(PhysOrg.com) -- En utilisant un système de canaux nanofluidiques et de microscopie à fluorescence multicolore, une équipe de chercheurs de l'Université Cornell a développé une méthode qui analyse la liaison de l'ADN et des protéines de liaison à l'ADN connues sous le nom d'histones à des emplacements spécifiques le long de molécules d'ADN individuelles. Les données générées par cette méthode renseignent sur l'état dit épigénétique d'une cellule, qui reflètent les différences dans les gènes qu'une cellule donnée exprime à un moment donné.
Cet effort de recherche a été dirigé par Paul Soloway, Doctorat., et Harold Craighead, Doctorat., qui est également le chercheur principal du Cornell University Physical Sciences-Oncology Center, l'un des huit centres nouvellement créés financés par le National Cancer Institute pour identifier et étudier les lois et principes physiques et biologiques qui guident le développement et la propagation du cancer. Les chercheurs ont publié les résultats de ce projet dans la revue Chimie analytique.

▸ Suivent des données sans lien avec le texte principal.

/// Sum credited rewards and deposits into the op.
fn sum_into(op: &mut Op, flows: &[Pooled<Flow>]) {
    for f in flows {
        match f.category {
            FlowCategory::Rewards => op.reward += f.amount_in,
            FlowCategory::Deposits => op.deposit += f.amount_in,
            FlowCategory::Fees => op.fee += f.amount_in,
            FlowCategory::Balance if f.is_minted => op.reward += f.amount_in,
            FlowCategory::Balance => {}
        }
    }
}
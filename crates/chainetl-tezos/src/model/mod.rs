//! Indexed entities.

pub mod account;
pub mod block;
pub mod flow;
pub mod op;
pub mod supply;

/// Internal account id, assigned in order of first appearance.
pub type AccountId = u64;

pub use account::{Account, Baker, Contract};
pub use block::{Block, BlockCounters};
pub use flow::{Flow, FlowCategory, FlowType};
pub use op::{BigmapEvent, Op, OpList, OpType};
pub use supply::{Chain, Supply};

Chaque cellule du corps contient le même schéma génétique, mais ce qui différencie une cellule hépatique d'une cellule cardiaque, c'est une série de modifications de l'ADN, comme la méthylation, qui détermine l'ensemble spécifique de gènes qui sont exprimés dans un type spécifique de cellule. Ces modifications sont appelées épigénétiques, plutôt que génétique, changements car ils ne modifient pas la séquence de l'ADN, juste ses propriétés structurelles. Ces changements structurels déterminent quels gènes sont accessibles aux nombreuses protéines impliquées dans la transformation de l'information génétique en protéines spécifiques.
Il existe de nombreuses techniques que les chercheurs peuvent utiliser pour sonder de tels changements épigénétiques, mais ces méthodes nécessitent un grand nombre de cellules, Et ainsi, produire une image moyenne de l'état épigénétique. En outre, ces techniques ne peuvent pas étudier l'ensemble du génome, ils ne peuvent pas non plus examiner simultanément deux types différents de changements épigénétiques.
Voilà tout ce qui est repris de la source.